(Stored items)
*-*-*
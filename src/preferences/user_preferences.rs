use std::cell::Cell;
use std::fs;
use std::io;
use std::path::{Path, PathBuf};

use super::constants;
use super::preferences_error::PreferencesError;
use super::store::PreferencesStore;
use crate::app::error_message::ErrorMessage;

/// In-memory preferences, optionally attached to a `NAME=value` file.
///
/// Values only reach the disk when `save()` is called.
#[derive(Debug)]
pub struct Preferences {
    dht_enabled: Cell<bool>,
    alt_bandwidth_enabled: Cell<bool>,
    scheduler_enabled: Cell<bool>,
    global_download_limit: Cell<Option<f64>>,
    global_upload_limit: Cell<Option<f64>>,
    alt_download_limit: Cell<Option<f64>>,
    alt_upload_limit: Cell<Option<f64>>,
    file_path: Option<PathBuf>,
}

impl Default for Preferences {
    fn default() -> Self {
        Self {
            dht_enabled: Cell::new(true),
            alt_bandwidth_enabled: Cell::new(false),
            scheduler_enabled: Cell::new(false),
            global_download_limit: Cell::new(None),
            global_upload_limit: Cell::new(None),
            alt_download_limit: Cell::new(Some(constants::DEFAULT_ALT_DOWNLOAD_LIMIT_KIB)),
            alt_upload_limit: Cell::new(Some(constants::DEFAULT_ALT_UPLOAD_LIMIT_KIB)),
            file_path: None,
        }
    }
}

impl Preferences {
    /// Creates default preferences that are not backed by any file.
    pub fn new() -> Self {
        Self::default()
    }

    /// Loads the preferences stored at `path`.
    ///
    /// A missing file is not an error: defaults are returned, attached to
    /// `path` so a later `save()` creates it.
    ///
    /// # Errors
    /// - `ReadError` if the file exists but could not be read.
    /// - `InvalidSetting` if a line is malformed, a name is unknown or a value can't be parsed.
    pub fn load(path: &str) -> Result<Self, PreferencesError> {
        let mut preferences = Self {
            file_path: Some(PathBuf::from(path)),
            ..Self::default()
        };

        let contents = match fs::read_to_string(path) {
            Ok(contents) => contents,
            Err(err) if err.kind() == io::ErrorKind::NotFound => return Ok(preferences),
            Err(err) => return Err(PreferencesError::ReadError(err)),
        };

        for line in contents.lines() {
            let line = line.trim();
            if line.is_empty() {
                continue;
            }
            let setting: Vec<&str> = line.split('=').collect();
            if setting.len() != 2 {
                return Err(invalid(format!("Invalid preferences input: {}", line)));
            }
            preferences = preferences.load_setting(setting[0].trim(), setting[1].trim())?;
        }
        Ok(preferences)
    }

    /// Writes every preference to the attached file.
    ///
    /// # Errors
    /// - `NoFileAttached` if the preferences were not created with `load()`.
    /// - `WriteError` if the file could not be written.
    pub fn save(&self) -> Result<(), PreferencesError> {
        let path = self
            .file_path
            .as_ref()
            .ok_or(PreferencesError::NoFileAttached)?;
        fs::write(path, self.serialize()).map_err(PreferencesError::WriteError)
    }

    pub fn file_path(&self) -> Option<&Path> {
        self.file_path.as_deref()
    }

    pub fn set_dht_enabled(&self, enabled: bool) {
        self.dht_enabled.set(enabled);
    }

    fn load_setting(self, name: &str, value: &str) -> Result<Self, PreferencesError> {
        match name {
            constants::DHT_ENABLED => self.dht_enabled.set(parse_bool(name, value)?),
            constants::ALT_BANDWIDTH_ENABLED => {
                self.alt_bandwidth_enabled.set(parse_bool(name, value)?)
            }
            constants::SCHEDULER_ENABLED => self.scheduler_enabled.set(parse_bool(name, value)?),
            constants::GLOBAL_DOWNLOAD_LIMIT => {
                self.global_download_limit.set(parse_limit(name, value)?)
            }
            constants::GLOBAL_UPLOAD_LIMIT => {
                self.global_upload_limit.set(parse_limit(name, value)?)
            }
            constants::ALT_DOWNLOAD_LIMIT => self.alt_download_limit.set(parse_limit(name, value)?),
            constants::ALT_UPLOAD_LIMIT => self.alt_upload_limit.set(parse_limit(name, value)?),
            _ => return Err(invalid(format!("Invalid preferences setting name: {}", name))),
        }
        Ok(self)
    }

    fn serialize(&self) -> String {
        [
            (constants::DHT_ENABLED, self.dht_enabled.get().to_string()),
            (
                constants::ALT_BANDWIDTH_ENABLED,
                self.alt_bandwidth_enabled.get().to_string(),
            ),
            (
                constants::SCHEDULER_ENABLED,
                self.scheduler_enabled.get().to_string(),
            ),
            (
                constants::GLOBAL_DOWNLOAD_LIMIT,
                format_limit(self.global_download_limit.get()),
            ),
            (
                constants::GLOBAL_UPLOAD_LIMIT,
                format_limit(self.global_upload_limit.get()),
            ),
            (
                constants::ALT_DOWNLOAD_LIMIT,
                format_limit(self.alt_download_limit.get()),
            ),
            (
                constants::ALT_UPLOAD_LIMIT,
                format_limit(self.alt_upload_limit.get()),
            ),
        ]
        .iter()
        .map(|(name, value)| format!("{}={}\n", name, value))
        .collect()
    }
}

impl PreferencesStore for Preferences {
    fn is_dht_enabled(&self) -> bool {
        self.dht_enabled.get()
    }

    fn is_alt_bandwidth_enabled(&self) -> bool {
        self.alt_bandwidth_enabled.get()
    }

    fn set_alt_bandwidth_enabled(&self, enabled: bool) {
        self.alt_bandwidth_enabled.set(enabled);
    }

    fn is_scheduler_enabled(&self) -> bool {
        self.scheduler_enabled.get()
    }

    fn set_scheduler_enabled(&self, enabled: bool) {
        self.scheduler_enabled.set(enabled);
    }

    fn global_download_limit(&self) -> Option<f64> {
        self.global_download_limit.get()
    }

    fn set_global_download_limit(&self, kib_per_second: Option<f64>) {
        self.global_download_limit
            .set(normalize_limit(kib_per_second));
    }

    fn global_upload_limit(&self) -> Option<f64> {
        self.global_upload_limit.get()
    }

    fn set_global_upload_limit(&self, kib_per_second: Option<f64>) {
        self.global_upload_limit.set(normalize_limit(kib_per_second));
    }

    fn alt_download_limit(&self) -> Option<f64> {
        self.alt_download_limit.get()
    }

    fn alt_upload_limit(&self) -> Option<f64> {
        self.alt_upload_limit.get()
    }
}

fn invalid(message: String) -> PreferencesError {
    PreferencesError::InvalidSetting(ErrorMessage::new(message))
}

fn normalize_limit(kib_per_second: Option<f64>) -> Option<f64> {
    kib_per_second.filter(|kib| kib.is_finite() && *kib > 0.0)
}

fn parse_bool(name: &str, value: &str) -> Result<bool, PreferencesError> {
    value
        .parse::<bool>()
        .map_err(|_| invalid(format!("{} must be true or false: {}", name, value)))
}

fn parse_limit(name: &str, value: &str) -> Result<Option<f64>, PreferencesError> {
    value
        .parse::<f64>()
        .map(|kib| normalize_limit(Some(kib)))
        .map_err(|_| invalid(format!("{} is not a number: {}", name, value)))
}

fn format_limit(kib_per_second: Option<f64>) -> String {
    kib_per_second
        .unwrap_or(constants::UNLIMITED)
        .to_string()
}
use gtk::glib::{self, FormatSizeFlags};

const UNITS: [&str; 5] = ["B", "KiB", "MiB", "GiB", "TiB"];

/// Formats a byte amount with binary units: plain bytes below 1 KiB, one decimal above.
///
/// Negative or non finite amounts are reported as "Unknown".
pub fn friendly_unit(bytes: f64) -> String {
    if !bytes.is_finite() || bytes < 0_f64 {
        return "Unknown".to_string();
    }
    let mut value = bytes;
    let mut unit = 0;
    while value >= 1024_f64 && unit < UNITS.len() - 1 {
        value /= 1024_f64;
        unit += 1;
    }
    if unit == 0 {
        format!("{} {}", value as u64, UNITS[unit])
    } else {
        format!("{:.1} {}", value, UNITS[unit])
    }
}

pub fn friendly_speed(bytes_per_second: f64) -> String {
    format!("{}/s", friendly_unit(bytes_per_second))
}

/// Transferred amount with IEC units, as GLib prints it: "10 bytes", "1.0 MiB".
pub fn friendly_size(bytes: u64) -> String {
    glib::format_size_full(bytes, FormatSizeFlags::IEC_UNITS).to_string()
}

#[cfg(test)]
mod tests {
    use super::*;

    #[test]
    fn test_bytes() {
        assert_eq!(friendly_unit(0.0), "0 B");
        assert_eq!(friendly_unit(1023.0), "1023 B");
        assert_eq!(friendly_unit(512.7), "512 B");
    }

    #[test]
    fn test_scaled_units() {
        assert_eq!(friendly_unit(1024.0), "1.0 KiB");
        assert_eq!(friendly_unit(1536.0), "1.5 KiB");
        assert_eq!(friendly_unit(512000.0), "500.0 KiB");
        assert_eq!(friendly_unit(1048576.0), "1.0 MiB");
        assert_eq!(friendly_unit(3.0 * 1024.0 * 1024.0 * 1024.0), "3.0 GiB");
    }

    #[test]
    fn test_tib_is_the_largest_unit() {
        let pib = 1024_f64.powi(5);
        assert_eq!(friendly_unit(pib), "1024.0 TiB");
    }

    #[test]
    fn test_unknown_amounts() {
        assert_eq!(friendly_unit(-1.0), "Unknown");
        assert_eq!(friendly_unit(f64::NAN), "Unknown");
    }

    #[test]
    fn test_speed() {
        assert_eq!(friendly_speed(0.0), "0 B/s");
        assert_eq!(friendly_speed(2048.0), "2.0 KiB/s");
    }

    #[test]
    fn test_size_uses_iec_units() {
        assert!(friendly_size(10).starts_with("10"));
        assert!(friendly_size(1048576).starts_with("1.0"));
        assert!(friendly_size(1048576).ends_with("MiB"));
        assert!(friendly_size(3 * 1024 * 1024 * 1024).ends_with("GiB"));
    }
}
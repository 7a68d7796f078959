use super::rate_limit::RateLimit;

/// Read-only snapshot of the session engine, taken once per refresh.
///
/// Rates are in bytes per second, totals in bytes.
#[derive(Debug, Clone, Default, PartialEq)]
pub struct SessionStatus {
    pub is_listening: bool,
    pub has_incoming_connections: bool,
    pub dht_nodes: u32,
    pub download_rate: f64,
    pub download_rate_limit: RateLimit,
    pub total_download: u64,
    pub upload_rate: f64,
    pub upload_rate_limit: RateLimit,
    pub total_upload: u64,
}
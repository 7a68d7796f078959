use crate::app::error_message::ErrorMessage;
use std::fmt;
use std::str::FromStr;

/// Severity of a log record, ordered from the most verbose to the most severe.
#[derive(Debug, Clone, Copy, PartialEq, Eq, PartialOrd, Ord)]
pub enum LogLevel {
    Debug,
    Info,
    Warn,
    Error,
}

impl LogLevel {
    pub fn tag(&self) -> &'static str {
        match self {
            LogLevel::Debug => "[DEBUG]",
            LogLevel::Info => "[INFO]",
            LogLevel::Warn => "[WARN]",
            LogLevel::Error => "[ERROR]",
        }
    }
}

impl Default for LogLevel {
    fn default() -> Self {
        LogLevel::Debug
    }
}

impl FromStr for LogLevel {
    type Err = ErrorMessage;

    /// Parses a level name, ignoring case: `debug`, `info`, `warn` or `error`.
    fn from_str(value: &str) -> Result<Self, Self::Err> {
        match value.to_ascii_lowercase().as_str() {
            "debug" => Ok(LogLevel::Debug),
            "info" => Ok(LogLevel::Info),
            "warn" => Ok(LogLevel::Warn),
            "error" => Ok(LogLevel::Error),
            _ => Err(ErrorMessage::new(format!("Unknown log level: {}", value))),
        }
    }
}

/// A message travelling from a `LoggerSender` to the logger thread.
#[derive(Debug, Clone, PartialEq, Eq)]
pub struct LogRecord {
    pub level: LogLevel,
    pub text: String,
}

impl LogRecord {
    pub fn new(level: LogLevel, text: &str) -> Self {
        Self {
            level,
            text: text.to_string(),
        }
    }
}

impl fmt::Display for LogRecord {
    fn fmt(&self, f: &mut fmt::Formatter<'_>) -> fmt::Result {
        write!(f, "{} {}", self.level.tag(), self.text)
    }
}
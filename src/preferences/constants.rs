pub const DHT_ENABLED: &str = "DHT_ENABLED";
pub const ALT_BANDWIDTH_ENABLED: &str = "ALT_BANDWIDTH_ENABLED";
pub const SCHEDULER_ENABLED: &str = "SCHEDULER_ENABLED";
pub const GLOBAL_DOWNLOAD_LIMIT: &str = "GLOBAL_DOWNLOAD_LIMIT";
pub const GLOBAL_UPLOAD_LIMIT: &str = "GLOBAL_UPLOAD_LIMIT";
pub const ALT_DOWNLOAD_LIMIT: &str = "ALT_DOWNLOAD_LIMIT";
pub const ALT_UPLOAD_LIMIT: &str = "ALT_UPLOAD_LIMIT";

/// Value written to the preferences file for an unlimited rate.
pub const UNLIMITED: f64 = -1.0;

pub const DEFAULT_ALT_DOWNLOAD_LIMIT_KIB: f64 = 10.0;
pub const DEFAULT_ALT_UPLOAD_LIMIT_KIB: f64 = 10.0;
*-*-*
* **What is being asked**
Reproduce the entries above exactly, starting at their first line and finishing with the line that contains "#[derive(Debug)]".

* **Result of the task**
filename src/preferences/user_preferences.rs
use std::cell::Cell;
use std::fs;
use std::io;
use std::path::{Path, PathBuf};

use super::constants;
use super::preferences_error::PreferencesError;
use super::store::PreferencesStore;
use crate::app::error_message::ErrorMessage;

/// In-memory preferences, optionally attached to a `NAME=value` file.
///
/// Values only reach the disk when `save()` is called.
#[derive(Debug)]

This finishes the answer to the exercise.